Would you please copy the part of the material below that opens with the line containing "filename src/cell.rs" and closes with the line containing "pub fn neighbors(&self)"? Copy it exactly, and only it.

==== DATA RECORDS ====

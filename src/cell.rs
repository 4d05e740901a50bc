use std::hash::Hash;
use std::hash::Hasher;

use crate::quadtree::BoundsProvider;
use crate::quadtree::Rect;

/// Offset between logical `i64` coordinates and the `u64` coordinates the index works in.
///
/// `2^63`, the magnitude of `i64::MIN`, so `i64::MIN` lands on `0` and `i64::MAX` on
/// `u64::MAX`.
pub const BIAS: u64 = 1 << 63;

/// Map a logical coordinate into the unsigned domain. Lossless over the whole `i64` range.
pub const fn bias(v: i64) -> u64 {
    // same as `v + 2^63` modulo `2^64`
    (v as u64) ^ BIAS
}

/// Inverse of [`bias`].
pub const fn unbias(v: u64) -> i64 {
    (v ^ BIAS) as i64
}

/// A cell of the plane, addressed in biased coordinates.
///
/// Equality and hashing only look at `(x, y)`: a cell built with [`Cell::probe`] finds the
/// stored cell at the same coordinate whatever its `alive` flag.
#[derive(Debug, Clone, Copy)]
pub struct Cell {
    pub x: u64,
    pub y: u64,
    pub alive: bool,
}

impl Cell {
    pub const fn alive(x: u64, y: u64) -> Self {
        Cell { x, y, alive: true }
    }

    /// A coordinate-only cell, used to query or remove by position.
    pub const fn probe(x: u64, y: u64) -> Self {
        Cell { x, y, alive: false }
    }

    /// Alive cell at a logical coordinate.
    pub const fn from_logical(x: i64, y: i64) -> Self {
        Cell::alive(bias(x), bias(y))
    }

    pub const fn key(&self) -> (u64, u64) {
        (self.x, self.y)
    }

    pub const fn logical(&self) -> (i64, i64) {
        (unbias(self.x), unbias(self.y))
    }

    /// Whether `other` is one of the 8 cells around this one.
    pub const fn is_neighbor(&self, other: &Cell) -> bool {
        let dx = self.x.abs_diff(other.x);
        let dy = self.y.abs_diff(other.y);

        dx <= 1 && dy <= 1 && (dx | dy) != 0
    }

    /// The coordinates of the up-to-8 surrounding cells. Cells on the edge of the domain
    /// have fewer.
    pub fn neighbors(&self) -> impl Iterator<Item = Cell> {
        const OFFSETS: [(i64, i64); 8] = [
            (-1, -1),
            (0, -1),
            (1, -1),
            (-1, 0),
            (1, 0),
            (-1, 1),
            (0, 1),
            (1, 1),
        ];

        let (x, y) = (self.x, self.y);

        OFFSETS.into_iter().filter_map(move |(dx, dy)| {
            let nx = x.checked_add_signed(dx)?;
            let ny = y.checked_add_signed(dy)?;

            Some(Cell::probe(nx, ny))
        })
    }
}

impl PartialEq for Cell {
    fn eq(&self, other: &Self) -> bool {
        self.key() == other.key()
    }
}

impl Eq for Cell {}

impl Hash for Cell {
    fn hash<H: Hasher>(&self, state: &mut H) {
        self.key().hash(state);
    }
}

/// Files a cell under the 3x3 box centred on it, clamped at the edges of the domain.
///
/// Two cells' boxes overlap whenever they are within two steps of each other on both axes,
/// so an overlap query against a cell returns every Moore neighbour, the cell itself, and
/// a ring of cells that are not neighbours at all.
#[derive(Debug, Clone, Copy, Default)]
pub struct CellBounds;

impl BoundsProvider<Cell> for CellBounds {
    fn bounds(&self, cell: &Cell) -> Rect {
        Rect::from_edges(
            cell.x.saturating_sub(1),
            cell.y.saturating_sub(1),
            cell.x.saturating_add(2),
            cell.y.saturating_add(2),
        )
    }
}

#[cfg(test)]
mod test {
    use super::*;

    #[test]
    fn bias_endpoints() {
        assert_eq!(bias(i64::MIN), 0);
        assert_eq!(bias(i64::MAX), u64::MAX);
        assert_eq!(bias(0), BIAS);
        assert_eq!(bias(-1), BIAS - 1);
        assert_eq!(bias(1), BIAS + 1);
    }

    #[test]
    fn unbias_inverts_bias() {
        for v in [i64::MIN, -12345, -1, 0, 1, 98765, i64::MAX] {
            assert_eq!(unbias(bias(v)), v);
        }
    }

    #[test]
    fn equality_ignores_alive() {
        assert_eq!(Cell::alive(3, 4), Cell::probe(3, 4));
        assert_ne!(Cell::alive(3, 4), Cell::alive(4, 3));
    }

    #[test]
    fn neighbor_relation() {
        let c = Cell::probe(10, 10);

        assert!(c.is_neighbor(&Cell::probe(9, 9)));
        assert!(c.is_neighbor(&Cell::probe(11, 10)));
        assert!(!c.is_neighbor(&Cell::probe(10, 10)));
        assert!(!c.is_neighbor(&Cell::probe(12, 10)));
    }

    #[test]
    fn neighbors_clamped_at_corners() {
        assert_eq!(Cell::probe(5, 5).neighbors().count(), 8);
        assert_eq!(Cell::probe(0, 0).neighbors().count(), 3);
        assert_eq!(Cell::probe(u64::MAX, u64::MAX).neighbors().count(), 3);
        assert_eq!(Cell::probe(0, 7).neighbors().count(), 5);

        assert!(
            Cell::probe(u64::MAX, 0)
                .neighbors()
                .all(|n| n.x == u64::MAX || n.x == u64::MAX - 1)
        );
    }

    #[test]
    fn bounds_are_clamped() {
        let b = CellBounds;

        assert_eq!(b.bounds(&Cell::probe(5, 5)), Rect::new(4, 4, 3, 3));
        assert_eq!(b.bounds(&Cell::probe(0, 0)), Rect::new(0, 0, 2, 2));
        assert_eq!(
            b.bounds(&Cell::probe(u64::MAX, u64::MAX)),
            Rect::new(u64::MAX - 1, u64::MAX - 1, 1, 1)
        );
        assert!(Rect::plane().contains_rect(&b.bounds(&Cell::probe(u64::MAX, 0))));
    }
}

====
==== DATA RECORDS ====

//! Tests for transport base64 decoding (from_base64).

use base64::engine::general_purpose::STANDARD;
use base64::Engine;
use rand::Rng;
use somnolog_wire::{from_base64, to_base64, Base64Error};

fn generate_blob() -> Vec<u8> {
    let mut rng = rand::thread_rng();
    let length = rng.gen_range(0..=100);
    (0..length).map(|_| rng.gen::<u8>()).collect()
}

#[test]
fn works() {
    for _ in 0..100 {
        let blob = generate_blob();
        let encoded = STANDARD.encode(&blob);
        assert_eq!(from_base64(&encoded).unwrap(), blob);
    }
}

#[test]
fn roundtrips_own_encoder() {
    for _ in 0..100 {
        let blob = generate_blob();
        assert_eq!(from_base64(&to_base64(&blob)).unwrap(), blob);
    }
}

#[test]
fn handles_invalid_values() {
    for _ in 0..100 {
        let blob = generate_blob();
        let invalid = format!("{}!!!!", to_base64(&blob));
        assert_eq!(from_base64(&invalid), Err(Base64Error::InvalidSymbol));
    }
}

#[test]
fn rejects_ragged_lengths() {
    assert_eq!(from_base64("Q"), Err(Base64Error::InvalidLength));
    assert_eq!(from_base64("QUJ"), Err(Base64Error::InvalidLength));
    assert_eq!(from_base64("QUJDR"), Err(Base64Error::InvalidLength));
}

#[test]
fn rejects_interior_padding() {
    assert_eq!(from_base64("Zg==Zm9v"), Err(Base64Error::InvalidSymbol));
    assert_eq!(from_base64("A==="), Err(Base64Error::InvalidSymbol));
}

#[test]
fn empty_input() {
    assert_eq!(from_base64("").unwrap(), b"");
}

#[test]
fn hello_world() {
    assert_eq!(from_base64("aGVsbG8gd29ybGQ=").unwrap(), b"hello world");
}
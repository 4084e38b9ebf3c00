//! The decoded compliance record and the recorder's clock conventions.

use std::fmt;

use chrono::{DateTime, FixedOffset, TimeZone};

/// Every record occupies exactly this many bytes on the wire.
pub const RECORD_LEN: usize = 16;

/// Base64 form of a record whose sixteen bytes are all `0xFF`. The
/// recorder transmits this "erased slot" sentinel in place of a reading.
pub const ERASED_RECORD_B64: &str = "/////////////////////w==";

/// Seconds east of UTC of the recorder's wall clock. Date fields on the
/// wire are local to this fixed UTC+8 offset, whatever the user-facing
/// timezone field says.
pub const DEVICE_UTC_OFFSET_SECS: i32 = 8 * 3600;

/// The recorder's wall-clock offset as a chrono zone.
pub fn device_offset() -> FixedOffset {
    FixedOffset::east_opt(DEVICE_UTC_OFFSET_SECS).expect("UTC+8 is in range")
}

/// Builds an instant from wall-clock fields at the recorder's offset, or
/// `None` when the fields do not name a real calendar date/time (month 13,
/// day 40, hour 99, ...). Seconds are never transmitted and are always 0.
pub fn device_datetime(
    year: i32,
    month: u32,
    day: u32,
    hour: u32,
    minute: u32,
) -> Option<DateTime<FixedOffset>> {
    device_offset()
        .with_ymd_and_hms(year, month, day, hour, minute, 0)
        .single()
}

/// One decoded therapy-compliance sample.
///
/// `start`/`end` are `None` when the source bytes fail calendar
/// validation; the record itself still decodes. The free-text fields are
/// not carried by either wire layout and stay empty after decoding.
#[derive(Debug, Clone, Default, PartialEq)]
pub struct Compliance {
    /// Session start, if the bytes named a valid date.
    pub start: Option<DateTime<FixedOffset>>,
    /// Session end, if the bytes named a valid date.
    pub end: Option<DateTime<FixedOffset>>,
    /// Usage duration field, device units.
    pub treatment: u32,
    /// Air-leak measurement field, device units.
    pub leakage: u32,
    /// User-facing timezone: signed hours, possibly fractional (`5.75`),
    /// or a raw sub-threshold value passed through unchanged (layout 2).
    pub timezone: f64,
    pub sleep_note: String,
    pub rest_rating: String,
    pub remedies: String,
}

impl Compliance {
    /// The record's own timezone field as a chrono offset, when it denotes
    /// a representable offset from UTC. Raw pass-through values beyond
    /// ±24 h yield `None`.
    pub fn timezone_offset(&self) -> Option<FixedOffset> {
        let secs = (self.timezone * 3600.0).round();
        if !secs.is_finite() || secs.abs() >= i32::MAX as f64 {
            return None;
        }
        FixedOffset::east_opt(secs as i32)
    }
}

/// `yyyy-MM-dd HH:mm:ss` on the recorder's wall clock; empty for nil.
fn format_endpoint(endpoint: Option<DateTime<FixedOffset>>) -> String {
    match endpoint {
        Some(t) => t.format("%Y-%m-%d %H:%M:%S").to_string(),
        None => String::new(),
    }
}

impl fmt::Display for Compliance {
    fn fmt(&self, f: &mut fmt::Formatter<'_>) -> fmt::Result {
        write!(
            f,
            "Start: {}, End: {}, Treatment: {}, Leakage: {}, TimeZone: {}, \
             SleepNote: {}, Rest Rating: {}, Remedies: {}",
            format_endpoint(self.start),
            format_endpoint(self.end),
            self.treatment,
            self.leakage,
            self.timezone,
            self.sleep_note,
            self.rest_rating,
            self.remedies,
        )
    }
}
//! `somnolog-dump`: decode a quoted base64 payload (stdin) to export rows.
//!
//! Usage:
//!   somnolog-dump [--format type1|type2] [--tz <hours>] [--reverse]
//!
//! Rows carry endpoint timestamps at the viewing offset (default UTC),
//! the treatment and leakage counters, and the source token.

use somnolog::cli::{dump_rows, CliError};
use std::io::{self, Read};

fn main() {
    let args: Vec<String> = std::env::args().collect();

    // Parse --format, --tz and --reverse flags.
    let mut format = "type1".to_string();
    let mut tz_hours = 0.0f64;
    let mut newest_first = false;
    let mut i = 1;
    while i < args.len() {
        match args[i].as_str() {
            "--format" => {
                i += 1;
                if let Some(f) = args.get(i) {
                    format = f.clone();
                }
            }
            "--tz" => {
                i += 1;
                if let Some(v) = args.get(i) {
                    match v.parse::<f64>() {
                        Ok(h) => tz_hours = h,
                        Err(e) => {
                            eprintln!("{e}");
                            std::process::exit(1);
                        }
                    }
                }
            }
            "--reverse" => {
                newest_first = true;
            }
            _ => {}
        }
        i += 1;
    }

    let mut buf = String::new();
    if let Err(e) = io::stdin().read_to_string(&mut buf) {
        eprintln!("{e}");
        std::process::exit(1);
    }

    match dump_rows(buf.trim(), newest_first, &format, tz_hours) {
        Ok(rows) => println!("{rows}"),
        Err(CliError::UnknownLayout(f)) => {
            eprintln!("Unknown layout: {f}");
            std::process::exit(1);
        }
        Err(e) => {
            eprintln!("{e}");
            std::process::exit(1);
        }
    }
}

====

ANSWER BOX:
filename src/cell.rs
repository 4d05e740901a50bc
use std::hash::Hash;
use std::hash::Hasher;

use crate::quadtree::BoundsProvider;
use crate::quadtree::Rect;

/// Offset between logical `i64` coordinates and the `u64` coordinates the index works in.
///
/// `2^63`, the magnitude of `i64::MIN`, so `i64::MIN` lands on `0` and `i64::MAX` on
/// `u64::MAX`.
pub const BIAS: u64 = 1 << 63;

/// Map a logical coordinate into the unsigned domain. Lossless over the whole `i64` range.
pub const fn bias(v: i64) -> u64 {
    // same as `v + 2^63` modulo `2^64`
    (v as u64) ^ BIAS
}

/// Inverse of [`bias`].
pub const fn unbias(v: u64) -> i64 {
    (v ^ BIAS) as i64
}

/// A cell of the plane, addressed in biased coordinates.
///
/// Equality and hashing only look at `(x, y)`: a cell built with [`Cell::probe`] finds the
/// stored cell at the same coordinate whatever its `alive` flag.
#[derive(Debug, Clone, Copy)]
pub struct Cell {
    pub x: u64,
    pub y: u64,
    pub alive: bool,
}

impl Cell {
    pub const fn alive(x: u64, y: u64) -> Self {
        Cell { x, y, alive: true }
    }

    /// A coordinate-only cell, used to query or remove by position.
    pub const fn probe(x: u64, y: u64) -> Self {
        Cell { x, y, alive: false }
    }

    /// Alive cell at a logical coordinate.
    pub const fn from_logical(x: i64, y: i64) -> Self {
        Cell::alive(bias(x), bias(y))
    }

    pub const fn key(&self) -> (u64, u64) {
        (self.x, self.y)
    }

    pub const fn logical(&self) -> (i64, i64) {
        (unbias(self.x), unbias(self.y))
    }

    /// Whether `other` is one of the 8 cells around this one.
    pub const fn is_neighbor(&self, other: &Cell) -> bool {
        let dx = self.x.abs_diff(other.x);
        let dy = self.y.abs_diff(other.y);

        dx <= 1 && dy <= 1 && (dx | dy) != 0
    }

    /// The coordinates of the up-to-8 surrounding cells. Cells on the edge of the domain
    /// have fewer.
    pub fn neighbors(&self) -> impl Iterator<Item = Cell> {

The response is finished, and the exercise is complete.